After a few days of propelling ahead, markets finally took a breather with the S&P 500 barely finishing ahead at 0.07%. European indices slightly dipped while Asian indices had a strong day.

In commodities, gold is above $1,650 while oil finished below $100. Meanwhile, the Euro appreciated against the dollar this week, ending at $1.29/Euro.

And for the first time this year, the 10-year Treasury broke back above the 2% level. Although we certainly aren’t in risk off mode, it appears investors are getting the feeling that European sentiment is improving. There’s hope that Europe will pull it together, but it’s just hope.

It looks like European leaders might be making progress toward greater fiscal discipline ahead of next Monday’s meeting among EU finance ministers. With Germany leading the way, leaders are realizing that EU members must adhere to stricter guidelines to maintain a balanced budget and to reduce the overall debt load. Otherwise, they will face a financial penalty according to the proposed plan.

In Greece, officials might be getting close to a deal with bondholders that would effectively result in a 70% haircut, but would offer bondholders 30-year government debt with a higher interest rate. Unless both sides come to a consensus, the nearly $19 billion bailout payment to Greece won’t go through. Even if Greece reaches a deal next week, it’s simply buying time in my opinion.

A sign of difficult times, the IMF dropped its global growth forecast down to 3.3%. The Eurozone is expected to contract by 0.5% with Spain and Italy experiencing the strongest economic headwinds. The UK is forecast to have the highest growth, demonstrating the benefits of not being part of the Eurozone.
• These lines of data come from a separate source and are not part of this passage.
//! Catalog API calls shared by VFs and services.

use serde::Deserialize;
use serde_json::{json, Value};

use crate::api::parse_json;
use crate::domain::ResourceName;
use crate::error::OnapError;
use crate::http_client::HttpMethod;
use crate::lifecycle::{LifecycleStatus, RemoteSnapshot};
use crate::sdc::{version_key, SdcClient};

/// Catalog component as returned by create, lifecycle and list calls.
#[derive(Debug, Clone, Deserialize)]
#[serde(rename_all = "camelCase")]
pub(crate) struct CatalogComponent {
    pub unique_id: String,
    #[serde(default)]
    pub name: String,
    #[serde(default)]
    pub version: Option<String>,
    #[serde(default)]
    pub lifecycle_state: Option<String>,
    #[serde(default)]
    pub archived: bool,
}

impl CatalogComponent {
    pub fn status(&self) -> LifecycleStatus {
        if self.archived {
            return LifecycleStatus::Archived;
        }
        match self.lifecycle_state.as_deref() {
            Some("CERTIFIED") => LifecycleStatus::Certified,
            _ => LifecycleStatus::Draft,
        }
    }

    pub fn into_snapshot(self) -> RemoteSnapshot {
        let status = self.status();
        RemoteSnapshot {
            identifier: self.unique_id,
            version: self.version,
            status,
        }
    }
}

#[derive(Debug, Deserialize)]
struct FilteredData {
    metadata: CatalogComponent,
}

/// Catalog endpoints for one component segment (`resources` or `services`).
#[derive(Debug, Clone, Copy)]
pub(crate) struct CatalogCalls<'a> {
    client: &'a SdcClient,
    segment: &'static str,
}

impl<'a> CatalogCalls<'a> {
    pub fn new(client: &'a SdcClient, segment: &'static str) -> Self {
        Self { client, segment }
    }

    pub async fn create(
        self,
        operation: &'static str,
        body: &Value,
    ) -> Result<CatalogComponent, OnapError> {
        let response = self
            .client
            .catalog()
            .send_json(operation, HttpMethod::Post, self.segment, body)
            .await?;
        parse_json(operation, &response.body)
    }

    /// Check the component in, then certify it; returns the certified
    /// component, whose unique id differs from the draft's.
    pub async fn certify(
        self,
        operation: &'static str,
        unique_id: &str,
    ) -> Result<CatalogComponent, OnapError> {
        let checked_in = self.change_state(operation, unique_id, "checkin").await?;
        self.change_state(operation, &checked_in.unique_id, "certify")
            .await
    }

    pub async fn archive(self, operation: &'static str, unique_id: &str) -> Result<(), OnapError> {
        let request = self.client.catalog().request(
            HttpMethod::Post,
            &format!("{}/{unique_id}/archive", self.segment),
        );
        self.client.catalog().send(operation, request).await?;
        Ok(())
    }

    pub async fn details(
        self,
        operation: &'static str,
        unique_id: &str,
    ) -> Result<Option<RemoteSnapshot>, OnapError> {
        let data: Option<FilteredData> = self
            .client
            .catalog()
            .get_json_optional(
                operation,
                &format!(
                    "{}/{unique_id}/filteredDataByParams?include=metadata",
                    self.segment
                ),
            )
            .await?;
        Ok(data.map(|data| data.metadata.into_snapshot()))
    }

    /// Highest version of the component named `name`.
    pub async fn probe(
        self,
        operation: &'static str,
        name: &ResourceName,
    ) -> Result<Option<RemoteSnapshot>, OnapError> {
        let components: Vec<CatalogComponent> = self
            .client
            .catalog()
            .get_json(operation, self.segment)
            .await?;
        Ok(components
            .into_iter()
            .filter(|component| component.name == name.as_str())
            .max_by_key(|component| version_key(component.version.as_deref().unwrap_or("0.0")))
            .map(CatalogComponent::into_snapshot))
    }

    async fn change_state(
        self,
        operation: &'static str,
        unique_id: &str,
        state: &str,
    ) -> Result<CatalogComponent, OnapError> {
        let response = self
            .client
            .catalog()
            .send_json(
                operation,
                HttpMethod::Post,
                &format!("{}/{unique_id}/lifecycleState/{state}", self.segment),
                &json!({ "userRemarks": state }),
            )
            .await?;
        parse_json(operation, &response.body)
    }
}
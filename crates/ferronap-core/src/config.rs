//! Typed client settings.
//!
//! Settings are built once at start-up and handed to each subsystem client.
//! Keys use the upper-case names of the platform's deployment conventions,
//! so a settings file looks like:
//!
//! ```json
//! { "SDC_BE_URL": "https://sdc.lab:30204", "DEFAULT_RETRIES": 5 }
//! ```
//!
//! Keys absent from the file keep their built-in default.

use std::path::{Path, PathBuf};

use serde::{Deserialize, Serialize};
use thiserror::Error;
use url::Url;

/// Environment variable naming a JSON settings file.
pub const SETTINGS_ENV_VAR: &str = "FERRONAP_SETTINGS";

/// Errors raised while loading or checking settings.
#[derive(Debug, Error)]
pub enum SettingsError {
    #[error("cannot read settings file '{path}': {source}")]
    Read {
        path: PathBuf,
        #[source]
        source: std::io::Error,
    },
    #[error("cannot parse settings file '{path}': {source}")]
    Parse {
        path: PathBuf,
        #[source]
        source: serde_json::Error,
    },
    #[error("setting {key} is not a valid URL '{value}': {source}")]
    InvalidUrl {
        key: &'static str,
        value: String,
        #[source]
        source: url::ParseError,
    },
}

#[derive(Debug, Clone, PartialEq, Eq, Serialize, Deserialize)]
#[serde(rename_all = "SCREAMING_SNAKE_CASE", default)]
pub struct Settings {
    pub sdc_be_onboarding_url: String,
    pub sdc_be_url: String,
    pub sdc_username: String,
    pub sdc_password: String,
    pub sdc_user_id: String,

    pub aai_url: String,
    pub aai_api_version: String,
    pub aai_username: String,
    pub aai_password: String,

    pub dmaap_url: String,

    pub ves_url: String,
    pub ves_api_version: String,
    pub ves_username: String,
    pub ves_password: String,

    /// Sent as `X-ECOMP-InstanceID` / `X-FromAppId`.
    pub instance_id: String,
    pub verify_tls: bool,
    pub default_timeout_ms: u64,
    pub default_retries: u32,
}

impl Default for Settings {
    fn default() -> Self {
        Self {
            sdc_be_onboarding_url: String::from("https://sdc.api.fe.simpledemo.onap.org:30207"),
            sdc_be_url: String::from("https://sdc.api.be.simpledemo.onap.org:30204"),
            sdc_username: String::from("aai"),
            sdc_password: String::from("Kp8bJ4SXszM0WXlhak3eHlcse2gAw84vaoGGmJvUy2U"),
            sdc_user_id: String::from("cs0008"),
            aai_url: String::from("https://aai.api.sparky.simpledemo.onap.org:30233"),
            aai_api_version: String::from("v16"),
            aai_username: String::from("AAI"),
            aai_password: String::from("AAI"),
            dmaap_url: String::from("http://dmaap.api.simpledemo.onap.org:3904"),
            ves_url: String::from("http://ves.api.simpledemo.onap.org:30417"),
            ves_api_version: String::from("v7"),
            ves_username: String::from("sample1"),
            ves_password: String::from("sample1"),
            instance_id: String::from("ferronap"),
            verify_tls: true,
            default_timeout_ms: 30_000,
            default_retries: 3,
        }
    }
}

impl Settings {
    /// Load a JSON settings file; keys it omits keep their defaults.
    pub fn from_file(path: impl AsRef<Path>) -> Result<Self, SettingsError> {
        let path = path.as_ref();
        let raw = std::fs::read_to_string(path).map_err(|source| SettingsError::Read {
            path: path.to_path_buf(),
            source,
        })?;
        let settings: Self = serde_json::from_str(&raw).map_err(|source| SettingsError::Parse {
            path: path.to_path_buf(),
            source,
        })?;
        settings.validate()?;
        Ok(settings)
    }

    /// Defaults, or the file named by [`SETTINGS_ENV_VAR`] when it is set.
    pub fn from_env() -> Result<Self, SettingsError> {
        match std::env::var_os(SETTINGS_ENV_VAR) {
            Some(path) if !path.is_empty() => Self::from_file(PathBuf::from(path)),
            _ => Ok(Self::default()),
        }
    }

    pub fn validate(&self) -> Result<(), SettingsError> {
        let urls = [
            ("SDC_BE_ONBOARDING_URL", &self.sdc_be_onboarding_url),
            ("SDC_BE_URL", &self.sdc_be_url),
            ("AAI_URL", &self.aai_url),
            ("DMAAP_URL", &self.dmaap_url),
            ("VES_URL", &self.ves_url),
        ];
        for (key, value) in urls {
            Url::parse(value).map_err(|source| SettingsError::InvalidUrl {
                key,
                value: value.clone(),
                source,
            })?;
        }
        Ok(())
    }

    /// Copy with every credential replaced, safe to print.
    pub fn redacted(&self) -> Self {
        let hidden = String::from("***");
        Self {
            sdc_password: hidden.clone(),
            aai_password: hidden.clone(),
            ves_password: hidden,
            ..self.clone()
        }
    }
}
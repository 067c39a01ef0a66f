//! CLI argument definitions for ferronap.
//!
//! # Commands
//!
//! | Command | Description |
//! |---------|-------------|
//! | `settings` | Print the effective settings, credentials redacted |
//! | `onboard` | Drive a vendor, VSP, VF or service to CERTIFIED |
//! | `status` | Reconcile a resource with the server and print its status |
//! | `topics` | List message router topics or consume one for a while |
//!
//! # Examples
//!
//! ```bash
//! ferronap onboard vendor --name "vFW vendor"
//! ferronap onboard vsp --name "vFW vsp" --vendor "vFW vendor" --package vfw.zip
//! ferronap status vsp --name "vFW vsp" --pretty
//! ferronap topics consume --topic unauthenticated.SEC_FAULT_OUTPUT --seconds 10
//! ```

use std::path::PathBuf;

use clap::{Args, Parser, Subcommand, ValueEnum};

/// Command-line client for an ONAP platform.
#[derive(Debug, Parser)]
#[command(name = "ferronap", author, version, about = "ONAP platform client")]
pub struct Cli {
    /// JSON settings file; overrides FERRONAP_SETTINGS.
    #[arg(long, global = true)]
    pub settings: Option<PathBuf>,

    /// Pretty-print JSON output.
    #[arg(long, global = true, default_value_t = false)]
    pub pretty: bool,

    /// Log requests and responses at debug level.
    #[arg(short, long, global = true, default_value_t = false)]
    pub verbose: bool,

    #[command(subcommand)]
    pub command: Command,
}

#[derive(Debug, Subcommand)]
pub enum Command {
    /// Print the effective settings.
    Settings,
    /// Onboard a design-time resource.
    #[command(subcommand)]
    Onboard(OnboardCommand),
    /// Show the server-side status of a resource.
    Status(StatusArgs),
    /// Message router topics.
    #[command(subcommand)]
    Topics(TopicsCommand),
}

#[derive(Debug, Subcommand)]
pub enum OnboardCommand {
    Vendor(VendorArgs),
    Vsp(VspArgs),
    Vf(VfArgs),
    Service(ServiceArgs),
}

#[derive(Debug, Args)]
pub struct VendorArgs {
    #[arg(long)]
    pub name: String,
}

#[derive(Debug, Args)]
pub struct VspArgs {
    #[arg(long)]
    pub name: String,
    /// Owning vendor; must already exist.
    #[arg(long)]
    pub vendor: String,
    /// Onboarding package (zip or CSAR).
    #[arg(long)]
    pub package: PathBuf,
}

#[derive(Debug, Args)]
pub struct VfArgs {
    #[arg(long)]
    pub name: String,
    /// Source software product; must already exist.
    #[arg(long)]
    pub vsp: String,
    /// Vendor of the software product.
    #[arg(long)]
    pub vendor: String,
}

#[derive(Debug, Args)]
pub struct ServiceArgs {
    #[arg(long)]
    pub name: String,
    /// VF to instantiate in the service; repeatable.
    #[arg(long = "vf")]
    pub vfs: Vec<String>,
}

#[derive(Debug, Clone, Copy, PartialEq, Eq, ValueEnum)]
pub enum KindArg {
    Vendor,
    Vsp,
    Vf,
    Service,
}

#[derive(Debug, Args)]
pub struct StatusArgs {
    #[arg(value_enum)]
    pub kind: KindArg,
    #[arg(long)]
    pub name: String,
}

#[derive(Debug, Subcommand)]
pub enum TopicsCommand {
    /// List topics.
    List,
    /// Consume a topic for a fixed time and print the messages.
    Consume(ConsumeArgs),
}

#[derive(Debug, Args)]
pub struct ConsumeArgs {
    #[arg(long)]
    pub topic: String,
    #[arg(long, default_value = "ferronap")]
    pub group: String,
    #[arg(long, default_value = "cli")]
    pub consumer_id: String,
    #[arg(long, default_value_t = 10)]
    pub seconds: u64,
}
In the U.S., home sales picked up in December, rising 5 percent. However, home sales are still far below pre-crisis levels, showing that the housing market has a long road to recovery.

More than before, our Domestic TTI is now 3.51% above its trend line, thus supporting our decision to gain a little extra equity ETF exposure stateside.

Outside our borders, the International TTI is inching closer to its trend line at -1.47%. But we’re still staying out of international equity ETFs given unfavorable conditions in Europe that could have a greater effect on Asian and emerging economies. However, there is a good chance that I may change my mind, once the International Trend Tracking Index (TTI) has clearly pierced its trend line to the upside.

The S&P 500 has had a strong month so far, returning over 4% but next week’s Greek talks with bondholders should offer more guidance. Amidst this lower volatility, it’s a good opportunity to add selective equity ETF exposure, as we did last week, but only where upward momentum supported the decision.

Have a great week.




All Reader Q & A’s are listed at our web site!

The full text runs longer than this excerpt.